(Materials provided Opens)
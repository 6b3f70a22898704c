//! Supportability metrics actor.
//!
//! A single task owns the counter map. Everything else talks to it through a
//! [`MetricsHandle`], so increments never contend on a lock and a dump is a
//! consistent snapshot of every counter at one instant.
//!
//! A dump is destructive: the actor hands over its map and starts a fresh one
//! with `Sent` seeded to zero.

use crate::outcome::METRIC_SENT;
use crate::shutdown::ShutdownSignals;
use std::collections::HashMap;
use std::sync::Arc;
use tokio::sync::{mpsc, oneshot};
use tokio::task::JoinHandle;

/// Metric name to cumulative count since the previous dump.
pub type MetricsSnapshot = HashMap<String, f64>;

enum Command {
    Increment(String, f64),
    IncrementSent(f64),
    Dump(oneshot::Sender<MetricsSnapshot>),
}

impl std::fmt::Debug for Command {
    fn fmt(&self, f: &mut std::fmt::Formatter<'_>) -> std::fmt::Result {
        match self {
            Self::Increment(name, amount) => write!(f, "Increment({name}, {amount})"),
            Self::IncrementSent(amount) => write!(f, "IncrementSent({amount})"),
            Self::Dump(_) => f.write_str("Dump"),
        }
    }
}

fn fresh_snapshot() -> MetricsSnapshot {
    let mut metrics = HashMap::new();
    metrics.insert(METRIC_SENT.to_string(), 0.0);
    metrics
}

struct MetricsActor {
    metrics: MetricsSnapshot,
    commands: mpsc::UnboundedReceiver<Command>,
    signals: Arc<ShutdownSignals>,
}

impl MetricsActor {
    async fn run(mut self) {
        loop {
            tokio::select! {
                biased;

                () = self.signals.application_shutdown() => break,

                command = self.commands.recv() => match command {
                    Some(command) => self.handle(command),
                    None => break,
                },
            }
        }
        tracing::debug!("supportability metrics actor stopped");
    }

    fn handle(&mut self, command: Command) {
        match command {
            Command::Increment(name, amount) => {
                *self.metrics.entry(name).or_insert(0.0) += amount;
            }
            Command::IncrementSent(amount) => {
                *self.metrics.entry(METRIC_SENT.to_string()).or_insert(0.0) += amount;
            }
            Command::Dump(reply) => {
                let snapshot = std::mem::replace(&mut self.metrics, fresh_snapshot());
                // Requester gave up; the counters are gone either way.
                let _ = reply.send(snapshot);
            }
        }
    }
}

/// Cloneable handle to the metrics actor.
#[derive(Clone, Debug)]
pub struct MetricsHandle {
    commands: mpsc::UnboundedSender<Command>,
    signals: Arc<ShutdownSignals>,
}

impl MetricsHandle {
    /// Spawns the actor on the given runtime. It runs until application
    /// shutdown is requested; stream shutdown does not stop it.
    pub fn spawn(
        runtime: &tokio::runtime::Handle,
        signals: Arc<ShutdownSignals>,
    ) -> (Self, JoinHandle<()>) {
        let (tx, rx) = mpsc::unbounded_channel();
        let actor = MetricsActor {
            metrics: fresh_snapshot(),
            commands: rx,
            signals: Arc::clone(&signals),
        };
        let task = runtime.spawn(actor.run());
        (
            Self {
                commands: tx,
                signals,
            },
            task,
        )
    }

    /// Adds `amount` to the named counter. Fire-and-forget.
    pub fn increment(&self, name: impl Into<String>, amount: f64) {
        let _ = self.commands.send(Command::Increment(name.into(), amount));
    }

    pub fn increment_sent(&self, amount: f64) {
        let _ = self.commands.send(Command::IncrementSent(amount));
    }

    /// Takes the current counters and resets them.
    ///
    /// Returns `None` once application shutdown has been requested, without
    /// waiting on the actor.
    pub async fn dump(&self) -> Option<MetricsSnapshot> {
        if self.signals.application_shutdown_requested() {
            return None;
        }

        let (tx, rx) = oneshot::channel();
        self.commands.send(Command::Dump(tx)).ok()?;

        tokio::select! {
            snapshot = rx => snapshot.ok(),
            () = self.signals.application_shutdown() => None,
        }
    }
}
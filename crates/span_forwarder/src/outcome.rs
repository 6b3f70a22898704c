//! Connection outcomes, transport status codes, and supportability metric names.
//!
//! Every connect, send, and asynchronous response event is reduced to one
//! [`Outcome`]. The stream worker only ever reacts to outcomes; the mapping
//! from transport status codes to outcomes lives in [`StatusCode::outcome`].

/// Spans successfully handed to the transport.
pub const METRIC_SENT: &str = "Supportability/InfiniteTracing/Span/Sent";
/// Spans accepted by `enqueue`.
pub const METRIC_SEEN: &str = "Supportability/InfiniteTracing/Span/Seen";
/// Any failure reported by connect, send, or the response source.
pub const METRIC_RESPONSE_ERROR: &str = "Supportability/InfiniteTracing/Span/Response/Error";
/// Spans discarded by a queue flush.
pub const METRIC_QUEUE_DUMPED: &str = "Supportability/InfiniteTracing/Span/AgentQueueDumped";

const METRIC_STATUS_PREFIX: &str = "Supportability/InfiniteTracing/Span/gRPC/";

/// What the stream worker does after a connect/send/response event.
#[derive(Debug, Clone, Copy, PartialEq, Eq, Hash)]
pub enum Outcome {
    /// Benign signal from the response source; keep streaming.
    Ok,
    /// Permanent failure; stop forwarding.
    Shutdown,
    /// Transient failure; back off, then reconnect with the same sender.
    Restart,
    /// Topology changed; replace the sender with a freshly resolved clone.
    Reconnect,
    /// The stream ended cleanly; reconnect right away.
    ImmediateRestart,
}

/// Status codes carried by the ingest stream (the gRPC code space).
#[derive(Debug, Clone, Copy, PartialEq, Eq, Hash)]
#[repr(u8)]
pub enum StatusCode {
    Ok = 0,
    Cancelled = 1,
    Unknown = 2,
    InvalidArgument = 3,
    DeadlineExceeded = 4,
    NotFound = 5,
    AlreadyExists = 6,
    PermissionDenied = 7,
    ResourceExhausted = 8,
    FailedPrecondition = 9,
    Aborted = 10,
    OutOfRange = 11,
    Unimplemented = 12,
    Internal = 13,
    Unavailable = 14,
    DataLoss = 15,
    Unauthenticated = 16,
}

impl StatusCode {
    /// Decodes a wire code; anything out of range is `Unknown`.
    pub fn from_u8(code: u8) -> Self {
        match code {
            0 => Self::Ok,
            1 => Self::Cancelled,
            3 => Self::InvalidArgument,
            4 => Self::DeadlineExceeded,
            5 => Self::NotFound,
            6 => Self::AlreadyExists,
            7 => Self::PermissionDenied,
            8 => Self::ResourceExhausted,
            9 => Self::FailedPrecondition,
            10 => Self::Aborted,
            11 => Self::OutOfRange,
            12 => Self::Unimplemented,
            13 => Self::Internal,
            14 => Self::Unavailable,
            15 => Self::DataLoss,
            16 => Self::Unauthenticated,
            _ => Self::Unknown,
        }
    }

    /// Canonical upper-case name, used verbatim in metric names.
    pub fn as_str(self) -> &'static str {
        match self {
            Self::Ok => "OK",
            Self::Cancelled => "CANCELLED",
            Self::Unknown => "UNKNOWN",
            Self::InvalidArgument => "INVALID_ARGUMENT",
            Self::DeadlineExceeded => "DEADLINE_EXCEEDED",
            Self::NotFound => "NOT_FOUND",
            Self::AlreadyExists => "ALREADY_EXISTS",
            Self::PermissionDenied => "PERMISSION_DENIED",
            Self::ResourceExhausted => "RESOURCE_EXHAUSTED",
            Self::FailedPrecondition => "FAILED_PRECONDITION",
            Self::Aborted => "ABORTED",
            Self::OutOfRange => "OUT_OF_RANGE",
            Self::Unimplemented => "UNIMPLEMENTED",
            Self::Internal => "INTERNAL",
            Self::Unavailable => "UNAVAILABLE",
            Self::DataLoss => "DATA_LOSS",
            Self::Unauthenticated => "UNAUTHENTICATED",
        }
    }

    /// Default policy mapping a status code to the worker's next move.
    ///
    /// - `UNIMPLEMENTED`: the endpoint does not speak this protocol, stop.
    /// - `FAILED_PRECONDITION`: the endpoint moved, re-resolve it.
    /// - `OK`: the server closed the stream cleanly, reopen it now.
    /// - everything else: transient, back off and retry.
    pub fn outcome(self) -> Outcome {
        match self {
            Self::Unimplemented => Outcome::Shutdown,
            Self::FailedPrecondition => Outcome::Reconnect,
            Self::Ok => Outcome::ImmediateRestart,
            _ => Outcome::Restart,
        }
    }

    /// `Supportability/InfiniteTracing/Span/gRPC/<CODE>`.
    pub fn metric_name(self) -> String {
        format!("{METRIC_STATUS_PREFIX}{}", self.as_str())
    }
}

impl std::fmt::Display for StatusCode {
    fn fmt(&self, f: &mut std::fmt::Formatter<'_>) -> std::fmt::Result {
        f.write_str(self.as_str())
    }
}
(Materials provided Closes)
▶ **Task details**
Search the data above for lines holding "gRPC" and copy each of them.

▶ **Written reply**
const METRIC_STATUS_PREFIX: &str = "Supportability/InfiniteTracing/Span/gRPC/";
/// Status codes carried by the ingest stream (the gRPC code space).
    /// `Supportability/InfiniteTracing/Span/gRPC/<CODE>`.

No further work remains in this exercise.